By Matthias Pierce, Tim Millar, J. Roy Robertson, Sheila M. Bird 

What is known already

•The first evidence that the hazard ratio (HR) for methadone-specific death rises more steeply with age-group than for all drug-related deaths (DRDs) came from Scotland’s cohort of 33,000 methadone-prescription clients. We aim to examine, for England, whether illicit opioid users’ risk of methadone-specific death increases with age; and to pool age-related HRs for methadone-specific deaths with those for Scotland’s methadone-prescription clients.

• Despite harm reduction measures, such as opioid substitution therapy, UK’s DRDs have increased markedly in the past decade, in a strongly age-related manner.

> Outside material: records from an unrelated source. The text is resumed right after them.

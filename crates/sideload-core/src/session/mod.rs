//! Device sessions: pooled connections and their keep-alive heartbeat.

pub mod connection;
pub mod heartbeat;

use std::time::Duration;

pub use connection::{
    Connection, ConnectionKey, ConnectionPool, ConnectionPreferences, CustomLocator,
    LookupHandler, ProgressFn, SharedConnection,
};
pub use heartbeat::{
    HeartbeatClient, HeartbeatHandler, HeartbeatPacket, HeartbeatSource, HeartbeatState,
};

/// Runtime settings for device sessions.
#[derive(Debug, Clone, PartialEq, Eq)]
pub struct SessionSettings {
    /// Host label sent with every lockdown handshake.
    pub label: String,
    pub heartbeat: HeartbeatSettings,
}

impl Default for SessionSettings {
    fn default() -> Self {
        Self {
            label: "sideload".to_string(),
            heartbeat: HeartbeatSettings::default(),
        }
    }
}

/// Timing of the heartbeat loop.
#[derive(Debug, Clone, Copy, PartialEq, Eq)]
pub struct HeartbeatSettings {
    /// Run a heartbeat for every connection. Hosts whose OS already keeps
    /// sessions alive can turn this off.
    pub enabled: bool,
    /// Wait between a failed beat or client open and the next attempt.
    pub restart_interval: Duration,
    /// Receive timeout for the first beat of a handler.
    pub initial_timeout: Duration,
    /// Receive timeout for every later beat.
    pub repeated_timeout: Duration,
}

impl Default for HeartbeatSettings {
    fn default() -> Self {
        Self {
            enabled: true,
            restart_interval: Duration::from_secs(1),
            initial_timeout: Duration::from_secs(30),
            repeated_timeout: Duration::from_secs(5),
        }
    }
}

• One powerful record-linkage study on Scotland’s methadone-prescription clients in 2009–2013 has shown that their adjusted hazard ratios for methadone-specific DRD increased sharply by age-group, irrespective of gender.

What this study adds

• By analysing the opioid-specificity of deaths for England’s National Drug Treatment Monitoring System (NDTMS) cohort of nearly 130,000 opioid users who started a prescribing treatment modality, predominantly methadone, during 1 April 2005 to 31 March 2009, we confirmed that their hazard ratios for methadone-specific DRDs also increased sharply by age-group.

• Importantly, nearly half of the cohort’s person-years were aged 35+ years; and age-effects persisted after adjustment for risk-behaviours.